How NOT to be a Helicopter Mom

Helicopter MomAre you one of those moms who chases her toddler around the playground, knees bent while running, arms open trying to catch him before every fall?

Stop.

If you are wanting to raise an independent, well-adjusted child that is.

We’re living in a hypersensitive society. We respond and we react fast and furiously. We hover over and we micromanage everything from our communications to our bank accounts, but when it comes to raising our kids, we may need to loosen up. At least a little.

How?

Let your child do what he can for himself. Don’t put his shoes on if he knows how, even if it takes a little longer to get out of the door. Don’t get him dressed if he can do it himself. Don’t spoon feed him if he’s capable of using a fork. Allow extra time if you have to, but let him do what he can for himself.

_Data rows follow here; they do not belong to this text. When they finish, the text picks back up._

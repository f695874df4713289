//! CLI output formatting for every command.
//!
//! # Entity Display Contract
//!
//! Every entity follows the same two-level pattern:
//!
//! 1. **Header line**: positional index + name (+ optional count)
//! 2. **Context lines**: indented `Cover:`, `URL:`, description preview
//!
//! Positions in paginated listings are global, taken from the page's
//! `from` offset, so page 2 of a 15-per-page listing starts at `016`.
//!
//! # Output Format
//!
//! ## Listing
//!
//! ```text
//! Collections (page 2 of 3, 16-30 of 40)
//! 016 Heritage (2 albums)
//!     Cover: https://cdn.example.com/storage/satchels/brown.jpg
//!     Full-grain leather that ages with you.
//! 017 Weekend
//!     Cover: https://images.pexels.com/...
//!
//! 1 [2] 3
//! ```
//!
//! ## Detail
//!
//! ```text
//! Heritage (2 albums)
//!     Cover: https://cdn.example.com/storage/satchels/brown.jpg
//!     001 Satchels (2 images)
//!         Cover: https://cdn.example.com/storage/satchels/brown.jpg
//! ```
//!
//! ## Search
//!
//! ```text
//! album  Leather Satchels (Heritage)
//! image  Brown satchel in Leather Satchels (Heritage)
//! ```
//!
//! # Architecture
//!
//! Each command has a `format_*` function (returns `Vec<String>`) for
//! testability and a `print_*` wrapper that writes to stdout. Format
//! functions are pure: no I/O, no side effects.

use crate::fetch_state::StatusMessage;
use crate::navigation::PageItem;
use crate::search::SearchHit;
use crate::types::{Album, Collection, FeaturedImage, Image, Paginated, PaginationMeta};

// ============================================================================
// Shared entity display helpers
// ============================================================================

/// Format a 1-based positional index as 3-digit zero-padded.
fn format_index(pos: u64) -> String {
    format!("{:0>3}", pos)
}

/// Return indentation string: 4 spaces per depth level.
fn indent(depth: usize) -> String {
    "    ".repeat(depth)
}

/// `1 album`, `2 albums`.
fn count_label(n: u64, noun: &str) -> String {
    if n == 1 {
        format!("{n} {noun}")
    } else {
        format!("{n} {noun}s")
    }
}

/// Format an entity header: positional index + name, with optional count.
///
/// ```text
/// 001 Satchels (2 images)
/// 001 Weekend
/// ```
fn entity_header(index: u64, name: &str, count: Option<(u64, &str)>) -> String {
    match count {
        Some((n, noun)) => format!("{} {} ({})", format_index(index), name, count_label(n, noun)),
        None => format!("{} {}", format_index(index), name),
    }
}

/// Format an image line: titled images show title, untitled show the id.
///
/// ```text
/// 001 Brown
/// 002 (#702)
/// ```
fn image_line(index: u64, title: Option<&str>, id: &str) -> String {
    match title {
        Some(t) if !t.is_empty() => format!("{} {}", format_index(index), t),
        _ => format!("{} (#{})", format_index(index), id),
    }
}

/// Truncate text to `max` characters, appending `...` if truncated.
fn truncate_desc(text: &str, max: usize) -> String {
    match text.char_indices().nth(max) {
        Some((cut, _)) => format!("{}...", &text[..cut]),
        None => text.to_string(),
    }
}

fn description_line(depth: usize, description: Option<&str>) -> Option<String> {
    let truncated = truncate_desc(description?.trim(), 60);
    (!truncated.is_empty()).then(|| format!("{}{}", indent(depth), truncated))
}

/// First position on a page: `from`, or 1 for an empty page.
fn first_position(meta: &PaginationMeta) -> u64 {
    meta.from.max(1)
}

/// `Collections (page 2 of 3, 16-30 of 40)`
fn page_heading(label: &str, meta: &PaginationMeta) -> String {
    format!(
        "{} (page {} of {}, {}-{} of {})",
        label, meta.current_page, meta.last_page, meta.from, meta.to, meta.total
    )
}

// ============================================================================
// Entities
// ============================================================================

fn collection_lines(index: u64, collection: &Collection, depth: usize) -> Vec<String> {
    let count = Some(collection.album_count())
        .filter(|n| *n > 0)
        .map(|n| (n, "album"));
    let mut lines = vec![format!(
        "{}{}",
        indent(depth),
        entity_header(index, &collection.name, count)
    )];
    lines.push(format!("{}Cover: {}", indent(depth + 1), collection.cover_image));
    lines.extend(description_line(depth + 1, collection.description.as_deref()));
    lines
}

fn album_lines(index: u64, album: &Album, depth: usize) -> Vec<String> {
    let mut header = entity_header(index, &album.name, Some((album.image_count(), "image")));
    if let Some(collection) = album.collection_name() {
        header.push_str(&format!(" [{collection}]"));
    }
    let mut lines = vec![format!("{}{}", indent(depth), header)];
    lines.push(format!("{}Cover: {}", indent(depth + 1), album.cover_image));
    lines.extend(description_line(depth + 1, album.description.as_deref()));
    lines
}

fn image_lines(index: u64, image: &Image, depth: usize) -> Vec<String> {
    vec![
        format!("{}{}", indent(depth), image_line(index, image.title.as_deref(), &image.id)),
        format!("{}URL: {}", indent(depth + 1), image.url),
    ]
}

// ============================================================================
// Listings
// ============================================================================

/// Format one page of any entity listing.
fn format_page<T>(
    label: &str,
    page: &Paginated<T>,
    lines_for: impl Fn(u64, &T, usize) -> Vec<String>,
) -> Vec<String> {
    let mut lines = vec![page_heading(label, &page.meta)];
    let first = first_position(&page.meta);
    for (i, item) in (first..).zip(&page.data) {
        lines.extend(lines_for(i, item, 0));
    }
    lines
}

pub fn format_collections_page(page: &Paginated<Collection>) -> Vec<String> {
    format_page("Collections", page, collection_lines)
}

pub fn format_albums_page(page: &Paginated<Album>) -> Vec<String> {
    format_page("Albums", page, album_lines)
}

pub fn format_images_page(page: &Paginated<Image>) -> Vec<String> {
    format_page("Images", page, image_lines)
}

/// Collection header followed by its albums, one level deeper.
pub fn format_collection_detail(collection: &Collection) -> Vec<String> {
    let mut lines = collection_lines(1, collection, 0);
    // detail view leads with the name, not a position
    lines[0] = match collection.album_count() {
        0 => collection.name.clone(),
        n => format!("{} ({})", collection.name, count_label(n, "album")),
    };
    for (i, album) in (1..).zip(&collection.albums) {
        lines.extend(album_lines(i, album, 1));
    }
    lines
}

/// Album header followed by its images, one level deeper.
pub fn format_album_detail(album: &Album) -> Vec<String> {
    let mut lines = album_lines(1, album, 0);
    lines[0] = match album.collection_name() {
        Some(collection) => format!(
            "{} ({}) [{}]",
            album.name,
            count_label(album.image_count(), "image"),
            collection
        ),
        None => format!("{} ({})", album.name, count_label(album.image_count(), "image")),
    };
    for (i, image) in (1..).zip(&album.images) {
        lines.extend(image_lines(i, image, 1));
    }
    lines
}

/// Several albums, each with its images.
pub fn format_albums_detailed(albums: &[Album]) -> Vec<String> {
    let mut lines = Vec::new();
    for (i, album) in (1..).zip(albums) {
        lines.extend(album_lines(i, album, 0));
        for (j, image) in (1..).zip(&album.images) {
            lines.extend(image_lines(j, image, 1));
        }
    }
    lines
}

pub fn format_image_detail(image: &Image) -> Vec<String> {
    let mut lines = image_lines(1, image, 0);
    lines[0] = image.title.clone().unwrap_or_else(|| format!("#{}", image.id));
    lines.push(format!("    Alt: {}", image.alt));
    if let Some(owner) = &image.owner {
        lines.push(format!("    Album: {}", owner.album_id));
    }
    lines
}

/// ```text
/// 1 Hero → https://cdn.example.com/storage/featured/hero.jpg
///     Autumn line
/// ```
pub fn format_featured(featured: &[FeaturedImage]) -> Vec<String> {
    let mut lines = Vec::new();
    for image in featured {
        let title = if image.title.is_empty() {
            format!("#{}", image.id)
        } else {
            image.title.clone()
        };
        lines.push(format!("{} {} → {}", image.position, title, image.url));
        lines.extend(description_line(1, image.description.as_deref()));
    }
    lines
}

pub fn format_search_hits(query: &str, hits: &[SearchHit<'_>]) -> Vec<String> {
    if hits.is_empty() {
        return vec![format!("No results found for \"{}\"", query.trim())];
    }
    hits.iter()
        .map(|hit| match hit {
            SearchHit::Album {
                album,
                collection_name,
            } => format!("album  {} ({})", album.name, collection_name),
            SearchHit::Image {
                album,
                collection_name,
                ..
            } => format!(
                "image  {} in {} ({})",
                hit.label(),
                album.name,
                collection_name
            ),
        })
        .collect()
}

// ============================================================================
// Navigation & status
// ============================================================================

/// Page bar with the current page in brackets: `1 … 7 [8] 9 … 20`.
pub fn format_page_bar(items: &[PageItem], current: u32) -> String {
    items
        .iter()
        .map(|item| match *item {
            PageItem::Page(n) if n == current => format!("[{n}]"),
            PageItem::Page(n) => n.to_string(),
            PageItem::Ellipsis => "…".to_string(),
        })
        .collect::<Vec<_>>()
        .join(" ")
}

pub fn format_status(status: StatusMessage) -> String {
    if status.offers_retry() {
        format!("{status} (run the command again to retry)")
    } else {
        status.to_string()
    }
}

// ============================================================================
// Printers
// ============================================================================

fn print_lines(lines: Vec<String>) {
    for line in lines {
        println!("{}", line);
    }
}

pub fn print_collections_page(page: &Paginated<Collection>) {
    print_lines(format_collections_page(page));
}

pub fn print_albums_page(page: &Paginated<Album>) {
    print_lines(format_albums_page(page));
}

pub fn print_images_page(page: &Paginated<Image>) {
    print_lines(format_images_page(page));
}

pub fn print_collection_detail(collection: &Collection) {
    print_lines(format_collection_detail(collection));
}

pub fn print_album_detail(album: &Album) {
    print_lines(format_album_detail(album));
}

pub fn print_albums_detailed(albums: &[Album]) {
    print_lines(format_albums_detailed(albums));
}

pub fn print_image_detail(image: &Image) {
    print_lines(format_image_detail(image));
}

pub fn print_featured(featured: &[FeaturedImage]) {
    print_lines(format_featured(featured));
}

pub fn print_search_hits(query: &str, hits: &[SearchHit<'_>]) {
    print_lines(format_search_hits(query, hits));
}

pub fn print_page_bar(items: &[PageItem], current: u32) {
    println!();
    println!("{}", format_page_bar(items, current));
}

pub fn print_status(status: StatusMessage) {
    println!("{}", format_status(status));
}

Create a safe environment for him to explore. Instead of hovering over and around your child in the play area at home, create a safe environment that encourages exploration. Strap the furniture to the wall so it doesn’t tip over, tie up the window cord blinds, put his toys within reach,  move furniture away from windows and remove any hazards. Make the area safe for him to explore independently.

Don’t hover. Supervise. Monitor. Observe. But don’t hover. Be there to offer help, but don’t initiate help. Be there to help pick him up when he falls, but don’t strive to prevent it. Take him to age-appropriate playgrounds so when he does fall, he’ll skin a knee, not break a bone. Protect but don't over protect.

Let him fail. Children sometimes, well most times, need to try new tasks a few times before they master them. Don’t be afraid of letting your child fail. It is important children experience their first failures in the midst of your loving support. Failing builds persistence and the intrinsic rewards that come from working hard and achieving a goal are better than any store bought prize.

Encourage safe risks. Let your child go down the slide by himself or jump off the last step of the climbing structure. Let him try to zip his coat, even if you know he probably doesn’t have the fine motor skills to do so yet. Encourage him to try new, age-appropriate things and be his biggest cheerleader as he does.

Praise steps towards independence. Kids grow up fast, and letting go can be hard. It can be tempting to try to keep your child a baby for as long as you can. Embrace each stage of development for its uniqueness. Praise your child as he grows and develops into the unique and capable child he’s becoming.

Children grow up and will become independent, with or without your help. Guide your child on his journey by offering the support and help he needs without holding him back from achieving his full potential.